### Try it
Using the data below, return every line that holds the word "main".

[Opening The data section]

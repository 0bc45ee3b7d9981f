use crate::model::Id;
use serde::Serialize;
use thiserror::Error;

pub const CATEGORY_NAME_MAX_LEN: usize = 50;

#[derive(Copy, Clone, Eq, PartialEq, Ord, PartialOrd, Debug, Default, Hash)]
pub struct CategoryMarker;

/// A grouping label referenced by zero or more posts.
#[derive(Clone, Eq, PartialEq, Debug, Default, Hash, Serialize)]
pub struct Category {
    pub id: Id<CategoryMarker>,
    pub name: CategoryName,
}

#[derive(Clone, Eq, PartialEq, Ord, PartialOrd, Debug, Default, Hash, Serialize)]
#[serde(transparent)]
pub struct CategoryName(String);

#[derive(Clone, Eq, PartialEq, Ord, PartialOrd, Debug, Default, Hash, Error)]
#[error("The category name is invalid: {0}")]
pub struct InvalidCategoryNameError(String);

impl CategoryName {
    pub fn new(name: String) -> Result<Self, InvalidCategoryNameError> {
        if !name.is_empty() && name.chars().count() <= CATEGORY_NAME_MAX_LEN {
            Ok(CategoryName(name))
        } else {
            Err(InvalidCategoryNameError(name))
        }
    }

    #[must_use]
    pub fn get(&self) -> &str {
        &self.0
    }

    #[must_use]
    pub fn into_inner(self) -> String {
        self.0
    }
}

#[cfg(test)]
mod tests {
    use crate::model::category::{CATEGORY_NAME_MAX_LEN, CategoryName};

    #[test]
    fn name_bounds() {
        assert!(CategoryName::new("rust".to_owned()).is_ok());
        assert!(CategoryName::new("a".repeat(CATEGORY_NAME_MAX_LEN)).is_ok());

        assert!(CategoryName::new(String::new()).is_err());
        assert!(CategoryName::new("a".repeat(CATEGORY_NAME_MAX_LEN + 1)).is_err());
    }
}
use crate::server::ServerState;
use blog_db::client::{DbClient, DbError};
use serde::Deserialize;
use std::{
    net::{IpAddr, SocketAddr},
    sync::Arc,
};
use thiserror::Error;
use tokio_util::sync::CancellationToken;
use tower_http::trace::TraceLayer;
use tracing::{debug, error};
use tracing_subscriber::{layer::SubscriberExt, util::SubscriberInitExt};

mod server;

#[derive(Debug, Error)]
enum InitError {
    #[error("Error parsing .env file: {0}")]
    Dotenv(#[from] dotenvy::Error),
    #[error("Error parsing environment: {0}")]
    Envy(#[from] envy::Error),
    #[error("Error connecting to database: {0}")]
    Database(#[from] DbError),
    #[error("Error binding tcp listener: {0}")]
    TcpBind(std::io::Error),
    #[error("Error serving server: {0}")]
    TcpServe(std::io::Error),
}

#[derive(Clone, Eq, PartialEq, Debug, Hash, Deserialize)]
struct Env {
    server_address: IpAddr,
    server_port: u16,
    database_url: String,
}

fn install_tracing() {
    tracing_subscriber::registry()
        .with(
            tracing_subscriber::EnvFilter::try_from_default_env().unwrap_or_else(|_| {
                "blog_api=debug,blog_common=debug,blog_db=debug,\
                tower_http=debug,axum::rejection=trace,sqlx=debug"
                    .into()
            }),
        )
        .with(tracing_subscriber::fmt::layer())
        .init();
}

fn get_env() -> Result<Env, InitError> {
    if let Err(e) = dotenvy::dotenv() {
        if e.not_found() {
            debug!("No .dotenv file found");
        } else {
            return Err(e.into());
        }
    }

    envy::from_env().map_err(InitError::from)
}

fn shutdown_token() -> CancellationToken {
    let token = CancellationToken::new();

    let ctrl_c_token = token.clone();
    tokio::spawn(async move {
        match tokio::signal::ctrl_c().await {
            Ok(()) => debug!("Received ctrl-c, shutting down"),
            Err(e) => error!(error = %e, "Listening for ctrl-c failed, shutting down"),
        }
        ctrl_c_token.cancel();
    });

    token
}

#[tokio::main]
async fn main() -> Result<(), InitError> {
    install_tracing();
    let env = get_env()?;

    let db_client = Arc::new(DbClient::connect(&env.database_url).await?);
    let app = server::routes()
        .with_state(ServerState { db_client })
        .layer(TraceLayer::new_for_http());

    let server_address = SocketAddr::new(env.server_address, env.server_port);
    let listener = tokio::net::TcpListener::bind(server_address)
        .await
        .map_err(InitError::TcpBind)?;
    axum::serve(listener, app)
        .with_graceful_shutdown(shutdown_token().cancelled_owned())
        .await
        .map_err(InitError::TcpServe)?;

    Ok(())
}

[Closing The data section]

### Answer area
#[tokio::main]
async fn main() -> Result<(), InitError> {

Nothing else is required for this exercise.